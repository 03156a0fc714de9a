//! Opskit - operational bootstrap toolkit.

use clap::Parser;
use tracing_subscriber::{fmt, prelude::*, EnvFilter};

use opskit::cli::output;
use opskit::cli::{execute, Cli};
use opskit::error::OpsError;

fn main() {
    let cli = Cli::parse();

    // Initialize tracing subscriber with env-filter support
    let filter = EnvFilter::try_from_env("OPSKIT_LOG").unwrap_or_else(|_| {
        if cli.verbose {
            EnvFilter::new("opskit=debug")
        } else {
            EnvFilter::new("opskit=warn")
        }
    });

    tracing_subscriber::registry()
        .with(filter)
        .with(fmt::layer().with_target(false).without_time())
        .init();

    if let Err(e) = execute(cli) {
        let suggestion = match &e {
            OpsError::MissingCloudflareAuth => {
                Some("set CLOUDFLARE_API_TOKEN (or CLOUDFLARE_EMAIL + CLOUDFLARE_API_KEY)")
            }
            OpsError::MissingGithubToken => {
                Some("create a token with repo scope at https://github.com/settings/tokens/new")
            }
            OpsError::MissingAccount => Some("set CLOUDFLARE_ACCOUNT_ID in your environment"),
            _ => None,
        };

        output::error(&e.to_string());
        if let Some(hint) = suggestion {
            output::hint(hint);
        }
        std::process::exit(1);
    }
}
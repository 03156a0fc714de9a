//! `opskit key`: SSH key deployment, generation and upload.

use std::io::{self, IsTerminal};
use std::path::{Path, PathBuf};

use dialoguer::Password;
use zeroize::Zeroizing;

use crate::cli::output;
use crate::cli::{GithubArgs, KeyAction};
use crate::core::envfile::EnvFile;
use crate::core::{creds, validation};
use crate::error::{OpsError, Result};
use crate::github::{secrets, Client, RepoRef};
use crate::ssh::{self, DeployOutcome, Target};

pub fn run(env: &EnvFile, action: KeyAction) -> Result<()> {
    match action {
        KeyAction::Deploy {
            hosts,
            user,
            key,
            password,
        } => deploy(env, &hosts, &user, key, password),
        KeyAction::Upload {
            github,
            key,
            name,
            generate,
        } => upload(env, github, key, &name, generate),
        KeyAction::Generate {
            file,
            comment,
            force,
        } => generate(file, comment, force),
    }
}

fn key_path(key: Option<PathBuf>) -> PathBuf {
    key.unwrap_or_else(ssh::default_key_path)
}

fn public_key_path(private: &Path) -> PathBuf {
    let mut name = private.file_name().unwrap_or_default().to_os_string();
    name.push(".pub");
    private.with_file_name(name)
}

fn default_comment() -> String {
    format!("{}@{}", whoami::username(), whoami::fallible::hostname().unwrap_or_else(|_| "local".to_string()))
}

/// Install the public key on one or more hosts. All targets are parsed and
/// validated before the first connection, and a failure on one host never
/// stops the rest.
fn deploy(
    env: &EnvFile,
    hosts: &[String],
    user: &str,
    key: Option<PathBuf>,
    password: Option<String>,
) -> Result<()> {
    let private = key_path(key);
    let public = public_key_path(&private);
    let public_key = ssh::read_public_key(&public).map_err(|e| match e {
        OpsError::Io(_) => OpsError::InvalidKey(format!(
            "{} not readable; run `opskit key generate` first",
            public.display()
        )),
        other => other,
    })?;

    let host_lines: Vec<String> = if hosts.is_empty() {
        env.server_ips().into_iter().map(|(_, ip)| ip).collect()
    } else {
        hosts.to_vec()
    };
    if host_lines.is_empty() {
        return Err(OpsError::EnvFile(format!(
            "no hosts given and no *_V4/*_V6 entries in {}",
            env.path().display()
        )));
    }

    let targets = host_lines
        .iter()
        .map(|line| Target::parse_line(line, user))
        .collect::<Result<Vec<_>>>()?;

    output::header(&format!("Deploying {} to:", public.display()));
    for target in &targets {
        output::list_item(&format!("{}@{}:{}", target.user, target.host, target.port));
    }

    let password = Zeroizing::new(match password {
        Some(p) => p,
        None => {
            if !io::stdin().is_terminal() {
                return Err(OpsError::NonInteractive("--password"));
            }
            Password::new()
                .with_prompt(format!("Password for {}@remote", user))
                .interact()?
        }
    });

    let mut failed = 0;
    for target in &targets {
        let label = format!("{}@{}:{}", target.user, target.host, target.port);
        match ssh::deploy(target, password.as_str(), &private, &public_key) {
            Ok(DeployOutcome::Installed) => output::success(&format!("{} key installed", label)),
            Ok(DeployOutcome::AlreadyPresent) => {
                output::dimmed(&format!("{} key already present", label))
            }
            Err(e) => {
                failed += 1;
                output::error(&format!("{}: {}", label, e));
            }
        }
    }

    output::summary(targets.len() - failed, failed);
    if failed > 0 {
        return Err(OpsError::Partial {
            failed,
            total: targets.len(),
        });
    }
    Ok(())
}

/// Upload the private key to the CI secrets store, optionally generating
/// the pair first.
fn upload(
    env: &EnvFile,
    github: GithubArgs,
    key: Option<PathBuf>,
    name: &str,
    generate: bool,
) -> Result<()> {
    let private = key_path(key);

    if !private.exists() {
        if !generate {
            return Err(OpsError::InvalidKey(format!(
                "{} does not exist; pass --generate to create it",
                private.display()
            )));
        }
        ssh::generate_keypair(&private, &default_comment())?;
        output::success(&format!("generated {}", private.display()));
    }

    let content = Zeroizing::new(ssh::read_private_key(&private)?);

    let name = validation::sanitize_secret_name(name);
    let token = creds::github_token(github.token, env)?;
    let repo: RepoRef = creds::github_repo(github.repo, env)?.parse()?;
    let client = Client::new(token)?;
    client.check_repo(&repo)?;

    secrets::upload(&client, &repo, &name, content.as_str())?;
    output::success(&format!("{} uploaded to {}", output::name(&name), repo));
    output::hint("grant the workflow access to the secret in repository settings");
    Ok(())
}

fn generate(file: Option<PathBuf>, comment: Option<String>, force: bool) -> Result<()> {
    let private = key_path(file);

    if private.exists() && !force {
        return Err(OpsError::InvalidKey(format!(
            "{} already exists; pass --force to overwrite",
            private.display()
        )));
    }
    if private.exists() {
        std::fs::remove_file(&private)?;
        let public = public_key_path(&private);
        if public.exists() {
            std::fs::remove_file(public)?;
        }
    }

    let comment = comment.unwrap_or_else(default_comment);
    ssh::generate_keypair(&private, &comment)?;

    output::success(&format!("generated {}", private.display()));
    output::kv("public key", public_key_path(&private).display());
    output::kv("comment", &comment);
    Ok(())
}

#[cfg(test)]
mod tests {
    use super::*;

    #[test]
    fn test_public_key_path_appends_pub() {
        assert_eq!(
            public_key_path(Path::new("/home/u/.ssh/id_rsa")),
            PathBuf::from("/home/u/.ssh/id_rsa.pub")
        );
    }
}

━━━━━━━━━━━━━━━━━━━━

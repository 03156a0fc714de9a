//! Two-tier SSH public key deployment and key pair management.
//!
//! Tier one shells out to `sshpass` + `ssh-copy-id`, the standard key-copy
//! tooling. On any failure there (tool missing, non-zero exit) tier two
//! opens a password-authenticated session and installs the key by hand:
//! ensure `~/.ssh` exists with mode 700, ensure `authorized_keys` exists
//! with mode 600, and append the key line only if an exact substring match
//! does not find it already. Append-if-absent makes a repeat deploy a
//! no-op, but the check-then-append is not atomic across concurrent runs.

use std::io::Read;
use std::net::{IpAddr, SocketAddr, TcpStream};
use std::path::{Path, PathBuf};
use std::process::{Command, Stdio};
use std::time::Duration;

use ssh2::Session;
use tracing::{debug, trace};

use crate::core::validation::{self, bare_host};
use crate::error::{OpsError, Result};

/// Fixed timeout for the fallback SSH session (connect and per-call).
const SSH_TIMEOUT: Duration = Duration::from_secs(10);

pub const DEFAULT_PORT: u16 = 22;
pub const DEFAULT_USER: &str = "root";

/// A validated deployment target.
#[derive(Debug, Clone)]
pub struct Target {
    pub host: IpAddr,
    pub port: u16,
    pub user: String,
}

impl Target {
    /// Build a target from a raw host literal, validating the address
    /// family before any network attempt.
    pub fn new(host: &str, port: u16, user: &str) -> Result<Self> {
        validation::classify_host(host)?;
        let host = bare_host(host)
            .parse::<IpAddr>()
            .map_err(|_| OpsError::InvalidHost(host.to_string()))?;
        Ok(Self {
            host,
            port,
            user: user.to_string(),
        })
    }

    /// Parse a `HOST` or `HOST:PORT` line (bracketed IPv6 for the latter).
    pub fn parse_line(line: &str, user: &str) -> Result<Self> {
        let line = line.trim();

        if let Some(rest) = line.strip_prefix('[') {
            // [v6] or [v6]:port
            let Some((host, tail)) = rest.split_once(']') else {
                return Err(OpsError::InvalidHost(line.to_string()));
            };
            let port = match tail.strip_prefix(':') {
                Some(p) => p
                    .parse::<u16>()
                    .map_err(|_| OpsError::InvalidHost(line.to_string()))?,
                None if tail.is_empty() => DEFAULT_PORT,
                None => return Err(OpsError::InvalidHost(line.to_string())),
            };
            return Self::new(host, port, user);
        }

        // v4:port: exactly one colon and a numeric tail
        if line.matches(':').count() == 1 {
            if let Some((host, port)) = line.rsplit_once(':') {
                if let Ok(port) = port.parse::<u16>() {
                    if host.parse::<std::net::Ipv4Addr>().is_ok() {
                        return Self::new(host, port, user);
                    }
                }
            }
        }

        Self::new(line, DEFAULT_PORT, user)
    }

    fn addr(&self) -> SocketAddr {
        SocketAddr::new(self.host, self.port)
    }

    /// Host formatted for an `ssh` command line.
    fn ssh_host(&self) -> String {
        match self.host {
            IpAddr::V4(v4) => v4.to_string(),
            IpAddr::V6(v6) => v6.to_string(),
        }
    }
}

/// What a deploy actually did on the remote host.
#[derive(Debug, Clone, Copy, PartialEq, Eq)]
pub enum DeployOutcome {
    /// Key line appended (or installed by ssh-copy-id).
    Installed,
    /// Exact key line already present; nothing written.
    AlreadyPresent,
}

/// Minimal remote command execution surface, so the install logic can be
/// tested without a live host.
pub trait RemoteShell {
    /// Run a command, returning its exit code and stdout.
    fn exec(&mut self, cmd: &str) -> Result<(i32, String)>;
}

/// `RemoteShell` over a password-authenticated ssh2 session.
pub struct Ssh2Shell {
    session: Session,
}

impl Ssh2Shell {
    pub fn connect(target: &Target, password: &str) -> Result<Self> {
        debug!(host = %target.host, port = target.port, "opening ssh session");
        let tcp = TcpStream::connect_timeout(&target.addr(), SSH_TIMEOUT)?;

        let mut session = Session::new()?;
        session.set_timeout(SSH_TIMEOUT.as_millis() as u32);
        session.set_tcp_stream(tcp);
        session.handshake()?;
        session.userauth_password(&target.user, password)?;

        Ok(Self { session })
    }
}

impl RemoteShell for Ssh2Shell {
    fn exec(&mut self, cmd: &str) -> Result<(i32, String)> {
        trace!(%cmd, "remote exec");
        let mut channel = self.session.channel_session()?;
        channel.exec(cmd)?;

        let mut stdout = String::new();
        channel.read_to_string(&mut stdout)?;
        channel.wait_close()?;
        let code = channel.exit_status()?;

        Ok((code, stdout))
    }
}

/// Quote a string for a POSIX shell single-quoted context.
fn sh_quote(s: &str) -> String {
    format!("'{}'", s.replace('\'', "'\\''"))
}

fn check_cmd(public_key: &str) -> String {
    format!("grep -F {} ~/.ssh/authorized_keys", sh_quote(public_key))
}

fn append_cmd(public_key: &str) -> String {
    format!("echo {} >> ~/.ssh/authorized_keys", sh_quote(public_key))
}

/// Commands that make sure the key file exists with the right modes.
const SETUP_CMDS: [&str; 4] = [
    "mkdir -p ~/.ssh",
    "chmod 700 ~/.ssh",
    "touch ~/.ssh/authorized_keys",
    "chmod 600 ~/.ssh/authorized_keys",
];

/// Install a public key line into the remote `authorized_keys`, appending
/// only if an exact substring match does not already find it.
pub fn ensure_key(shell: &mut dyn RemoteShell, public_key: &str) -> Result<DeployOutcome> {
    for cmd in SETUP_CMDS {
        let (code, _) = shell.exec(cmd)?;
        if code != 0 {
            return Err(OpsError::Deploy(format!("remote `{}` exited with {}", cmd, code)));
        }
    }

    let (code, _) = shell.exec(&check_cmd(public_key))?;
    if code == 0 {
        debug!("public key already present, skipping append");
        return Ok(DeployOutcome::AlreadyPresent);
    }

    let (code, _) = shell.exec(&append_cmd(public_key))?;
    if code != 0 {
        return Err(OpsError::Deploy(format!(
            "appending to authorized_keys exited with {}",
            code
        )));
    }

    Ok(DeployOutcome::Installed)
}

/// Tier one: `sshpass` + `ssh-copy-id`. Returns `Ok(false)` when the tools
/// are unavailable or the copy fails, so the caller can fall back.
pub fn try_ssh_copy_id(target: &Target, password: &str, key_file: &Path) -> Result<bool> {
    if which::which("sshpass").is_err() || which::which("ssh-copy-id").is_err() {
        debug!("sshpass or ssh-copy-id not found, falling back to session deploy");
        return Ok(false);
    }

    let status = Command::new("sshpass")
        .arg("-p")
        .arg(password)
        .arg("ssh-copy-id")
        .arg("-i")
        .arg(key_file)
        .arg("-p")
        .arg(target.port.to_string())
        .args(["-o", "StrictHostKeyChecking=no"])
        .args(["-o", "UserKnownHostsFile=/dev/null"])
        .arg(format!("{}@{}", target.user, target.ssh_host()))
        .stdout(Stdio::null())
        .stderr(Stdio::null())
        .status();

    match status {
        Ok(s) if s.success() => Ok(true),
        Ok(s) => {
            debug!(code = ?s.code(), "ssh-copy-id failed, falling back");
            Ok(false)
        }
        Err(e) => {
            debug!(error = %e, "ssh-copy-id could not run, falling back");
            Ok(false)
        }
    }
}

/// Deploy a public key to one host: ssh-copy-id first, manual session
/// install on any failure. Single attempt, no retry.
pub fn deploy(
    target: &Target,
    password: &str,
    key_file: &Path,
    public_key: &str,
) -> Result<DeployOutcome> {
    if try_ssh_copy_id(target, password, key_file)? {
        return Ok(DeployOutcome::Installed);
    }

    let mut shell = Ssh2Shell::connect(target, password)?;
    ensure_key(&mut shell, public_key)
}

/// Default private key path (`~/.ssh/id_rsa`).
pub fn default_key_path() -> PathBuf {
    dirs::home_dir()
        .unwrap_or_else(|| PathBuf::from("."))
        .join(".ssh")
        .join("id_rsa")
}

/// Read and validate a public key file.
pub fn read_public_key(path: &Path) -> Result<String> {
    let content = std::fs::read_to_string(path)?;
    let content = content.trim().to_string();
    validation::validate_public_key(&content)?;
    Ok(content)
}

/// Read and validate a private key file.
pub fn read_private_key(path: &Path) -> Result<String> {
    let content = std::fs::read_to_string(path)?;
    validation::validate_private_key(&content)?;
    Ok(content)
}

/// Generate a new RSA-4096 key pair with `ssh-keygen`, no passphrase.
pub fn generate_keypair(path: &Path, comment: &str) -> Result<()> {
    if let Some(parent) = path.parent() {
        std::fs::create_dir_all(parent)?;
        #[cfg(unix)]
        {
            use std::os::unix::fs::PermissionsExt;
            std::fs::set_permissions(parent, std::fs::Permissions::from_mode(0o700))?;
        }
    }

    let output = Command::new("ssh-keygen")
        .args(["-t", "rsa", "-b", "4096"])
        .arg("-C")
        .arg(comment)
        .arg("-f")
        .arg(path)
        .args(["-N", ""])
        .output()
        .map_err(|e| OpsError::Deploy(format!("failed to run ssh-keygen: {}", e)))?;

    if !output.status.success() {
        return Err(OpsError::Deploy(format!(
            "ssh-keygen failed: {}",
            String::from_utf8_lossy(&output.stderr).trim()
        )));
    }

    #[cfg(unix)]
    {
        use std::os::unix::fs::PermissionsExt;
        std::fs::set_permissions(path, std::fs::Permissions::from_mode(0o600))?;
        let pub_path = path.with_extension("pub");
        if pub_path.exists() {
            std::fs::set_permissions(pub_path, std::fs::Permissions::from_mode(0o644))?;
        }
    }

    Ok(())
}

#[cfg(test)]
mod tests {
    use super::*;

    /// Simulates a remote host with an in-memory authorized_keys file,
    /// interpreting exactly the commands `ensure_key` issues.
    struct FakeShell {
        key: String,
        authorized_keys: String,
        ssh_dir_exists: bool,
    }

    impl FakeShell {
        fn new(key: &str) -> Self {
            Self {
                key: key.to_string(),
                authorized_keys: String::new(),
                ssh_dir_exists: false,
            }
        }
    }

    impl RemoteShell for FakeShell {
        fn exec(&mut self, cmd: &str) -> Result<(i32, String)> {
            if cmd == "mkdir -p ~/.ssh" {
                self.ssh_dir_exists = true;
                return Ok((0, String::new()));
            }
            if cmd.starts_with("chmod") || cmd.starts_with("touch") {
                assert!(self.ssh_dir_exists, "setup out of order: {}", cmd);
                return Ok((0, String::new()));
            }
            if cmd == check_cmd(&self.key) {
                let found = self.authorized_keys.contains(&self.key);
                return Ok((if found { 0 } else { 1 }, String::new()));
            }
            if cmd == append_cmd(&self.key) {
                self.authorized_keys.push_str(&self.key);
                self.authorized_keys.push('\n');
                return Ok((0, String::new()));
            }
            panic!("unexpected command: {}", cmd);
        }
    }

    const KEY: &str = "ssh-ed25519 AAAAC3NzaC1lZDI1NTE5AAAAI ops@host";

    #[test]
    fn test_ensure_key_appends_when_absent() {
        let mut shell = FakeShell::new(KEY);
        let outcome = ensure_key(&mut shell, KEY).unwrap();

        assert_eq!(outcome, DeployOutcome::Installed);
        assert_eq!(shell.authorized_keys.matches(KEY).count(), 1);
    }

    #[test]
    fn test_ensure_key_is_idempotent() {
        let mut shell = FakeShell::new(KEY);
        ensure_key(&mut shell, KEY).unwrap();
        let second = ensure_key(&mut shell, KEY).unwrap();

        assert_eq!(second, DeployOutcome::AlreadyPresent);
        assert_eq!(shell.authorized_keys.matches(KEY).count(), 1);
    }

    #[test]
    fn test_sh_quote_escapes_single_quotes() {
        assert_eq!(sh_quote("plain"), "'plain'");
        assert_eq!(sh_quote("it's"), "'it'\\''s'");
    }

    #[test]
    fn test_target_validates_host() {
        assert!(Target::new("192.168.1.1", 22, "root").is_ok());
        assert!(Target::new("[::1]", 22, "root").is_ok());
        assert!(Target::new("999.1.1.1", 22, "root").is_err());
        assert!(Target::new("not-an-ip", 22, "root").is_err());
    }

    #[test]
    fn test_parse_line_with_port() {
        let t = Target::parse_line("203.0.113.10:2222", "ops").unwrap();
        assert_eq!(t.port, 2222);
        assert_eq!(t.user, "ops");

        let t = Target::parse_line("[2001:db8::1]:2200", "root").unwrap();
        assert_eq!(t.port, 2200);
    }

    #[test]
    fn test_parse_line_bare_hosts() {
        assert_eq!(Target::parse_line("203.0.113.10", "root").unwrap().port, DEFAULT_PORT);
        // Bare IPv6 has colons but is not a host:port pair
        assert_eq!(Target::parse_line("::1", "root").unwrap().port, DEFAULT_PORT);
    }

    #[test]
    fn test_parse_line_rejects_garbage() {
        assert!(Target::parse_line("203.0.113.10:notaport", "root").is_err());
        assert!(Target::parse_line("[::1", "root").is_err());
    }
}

━━━━━━━━━━━━━━━━━━━━

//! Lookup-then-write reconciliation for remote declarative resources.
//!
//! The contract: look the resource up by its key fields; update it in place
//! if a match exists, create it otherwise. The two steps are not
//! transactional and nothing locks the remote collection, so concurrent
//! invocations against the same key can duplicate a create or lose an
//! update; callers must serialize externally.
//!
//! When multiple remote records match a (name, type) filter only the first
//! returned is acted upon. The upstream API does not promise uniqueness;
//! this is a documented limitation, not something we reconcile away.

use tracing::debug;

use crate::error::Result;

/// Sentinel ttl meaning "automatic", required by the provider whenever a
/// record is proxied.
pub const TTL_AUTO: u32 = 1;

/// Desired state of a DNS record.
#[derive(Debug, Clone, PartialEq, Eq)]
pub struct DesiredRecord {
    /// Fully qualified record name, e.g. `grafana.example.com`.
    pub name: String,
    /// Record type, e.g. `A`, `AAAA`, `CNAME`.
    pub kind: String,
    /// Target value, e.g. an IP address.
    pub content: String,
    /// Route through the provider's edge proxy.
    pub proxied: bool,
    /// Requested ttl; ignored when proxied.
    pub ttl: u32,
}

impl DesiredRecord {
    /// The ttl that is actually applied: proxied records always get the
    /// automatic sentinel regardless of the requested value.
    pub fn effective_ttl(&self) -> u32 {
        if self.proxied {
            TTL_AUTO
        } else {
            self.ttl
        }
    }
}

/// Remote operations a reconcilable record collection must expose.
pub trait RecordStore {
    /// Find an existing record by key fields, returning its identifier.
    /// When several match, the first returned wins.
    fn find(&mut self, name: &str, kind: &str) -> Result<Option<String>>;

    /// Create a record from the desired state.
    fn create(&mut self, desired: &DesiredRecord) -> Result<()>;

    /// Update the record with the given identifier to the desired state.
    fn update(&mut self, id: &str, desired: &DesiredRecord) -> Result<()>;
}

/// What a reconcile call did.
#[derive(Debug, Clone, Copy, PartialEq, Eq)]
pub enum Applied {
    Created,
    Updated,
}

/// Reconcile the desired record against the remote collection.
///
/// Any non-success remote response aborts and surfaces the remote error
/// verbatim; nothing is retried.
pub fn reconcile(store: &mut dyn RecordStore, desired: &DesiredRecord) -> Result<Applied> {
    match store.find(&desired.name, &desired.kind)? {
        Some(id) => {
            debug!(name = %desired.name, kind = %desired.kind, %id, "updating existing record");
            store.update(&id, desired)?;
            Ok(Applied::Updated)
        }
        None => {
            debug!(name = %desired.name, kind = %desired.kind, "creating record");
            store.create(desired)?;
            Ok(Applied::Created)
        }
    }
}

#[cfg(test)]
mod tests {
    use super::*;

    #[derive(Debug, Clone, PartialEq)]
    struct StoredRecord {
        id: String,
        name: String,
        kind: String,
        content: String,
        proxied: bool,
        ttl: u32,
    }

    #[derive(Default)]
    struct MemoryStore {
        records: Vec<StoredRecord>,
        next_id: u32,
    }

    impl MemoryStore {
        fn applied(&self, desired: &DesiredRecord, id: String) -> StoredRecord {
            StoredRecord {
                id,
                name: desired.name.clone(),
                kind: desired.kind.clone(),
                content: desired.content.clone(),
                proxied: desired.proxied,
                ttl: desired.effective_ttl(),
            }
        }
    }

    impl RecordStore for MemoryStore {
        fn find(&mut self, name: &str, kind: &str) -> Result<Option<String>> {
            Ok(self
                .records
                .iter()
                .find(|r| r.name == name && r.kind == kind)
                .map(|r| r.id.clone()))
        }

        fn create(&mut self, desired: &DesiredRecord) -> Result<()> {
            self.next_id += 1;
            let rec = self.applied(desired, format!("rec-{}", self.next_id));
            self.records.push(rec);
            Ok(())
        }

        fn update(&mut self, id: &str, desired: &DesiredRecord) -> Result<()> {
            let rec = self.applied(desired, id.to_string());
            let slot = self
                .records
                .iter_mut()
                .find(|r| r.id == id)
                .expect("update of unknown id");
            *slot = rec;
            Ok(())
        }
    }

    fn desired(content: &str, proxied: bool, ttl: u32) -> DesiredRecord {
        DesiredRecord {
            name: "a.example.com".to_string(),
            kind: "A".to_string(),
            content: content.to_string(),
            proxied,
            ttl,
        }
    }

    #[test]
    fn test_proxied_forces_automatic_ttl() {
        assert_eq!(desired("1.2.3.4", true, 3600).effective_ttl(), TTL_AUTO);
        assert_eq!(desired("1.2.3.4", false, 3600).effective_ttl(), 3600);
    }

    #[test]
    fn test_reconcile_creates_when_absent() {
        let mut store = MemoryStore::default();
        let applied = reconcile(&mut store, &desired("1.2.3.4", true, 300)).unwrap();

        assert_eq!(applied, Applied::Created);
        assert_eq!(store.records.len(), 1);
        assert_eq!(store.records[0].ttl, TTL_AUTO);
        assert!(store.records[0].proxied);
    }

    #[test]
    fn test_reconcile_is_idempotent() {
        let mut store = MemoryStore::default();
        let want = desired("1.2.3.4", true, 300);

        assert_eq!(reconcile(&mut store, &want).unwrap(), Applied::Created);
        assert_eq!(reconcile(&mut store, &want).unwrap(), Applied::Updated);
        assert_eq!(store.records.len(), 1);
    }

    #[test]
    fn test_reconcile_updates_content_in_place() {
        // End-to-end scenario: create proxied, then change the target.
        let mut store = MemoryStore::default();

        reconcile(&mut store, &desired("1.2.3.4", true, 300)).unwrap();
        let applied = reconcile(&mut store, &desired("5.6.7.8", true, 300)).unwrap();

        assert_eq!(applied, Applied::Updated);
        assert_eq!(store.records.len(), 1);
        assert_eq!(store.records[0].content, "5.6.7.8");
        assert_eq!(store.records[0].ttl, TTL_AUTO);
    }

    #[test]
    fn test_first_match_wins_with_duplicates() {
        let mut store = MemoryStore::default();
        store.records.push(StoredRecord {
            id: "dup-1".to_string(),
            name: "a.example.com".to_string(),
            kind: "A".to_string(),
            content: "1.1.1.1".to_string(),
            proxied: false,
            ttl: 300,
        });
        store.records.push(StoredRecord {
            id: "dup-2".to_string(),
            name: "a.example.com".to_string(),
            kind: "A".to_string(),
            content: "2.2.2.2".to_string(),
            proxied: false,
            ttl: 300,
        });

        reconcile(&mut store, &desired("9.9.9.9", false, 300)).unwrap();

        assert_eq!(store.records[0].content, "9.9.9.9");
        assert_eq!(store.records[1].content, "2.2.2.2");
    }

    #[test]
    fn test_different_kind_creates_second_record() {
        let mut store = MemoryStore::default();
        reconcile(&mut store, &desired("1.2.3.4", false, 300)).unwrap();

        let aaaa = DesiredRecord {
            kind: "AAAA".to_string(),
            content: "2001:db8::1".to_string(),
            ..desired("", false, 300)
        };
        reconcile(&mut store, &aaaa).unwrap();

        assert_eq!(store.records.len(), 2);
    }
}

━━━━━━━━━━━━━━━━━━━━

### About this exercise
Where a line contains the word "const", copy that line from the listing above.

### Answer to this problem
const SSH_TIMEOUT: Duration = Duration::from_secs(10);
pub const DEFAULT_PORT: u16 = 22;
pub const DEFAULT_USER: &str = "root";
const SETUP_CMDS: [&str; 4] = [
    const KEY: &str = "ssh-ed25519 AAAAC3NzaC1lZDI1NTE5AAAAI ops@host";
pub const TTL_AUTO: u32 = 1;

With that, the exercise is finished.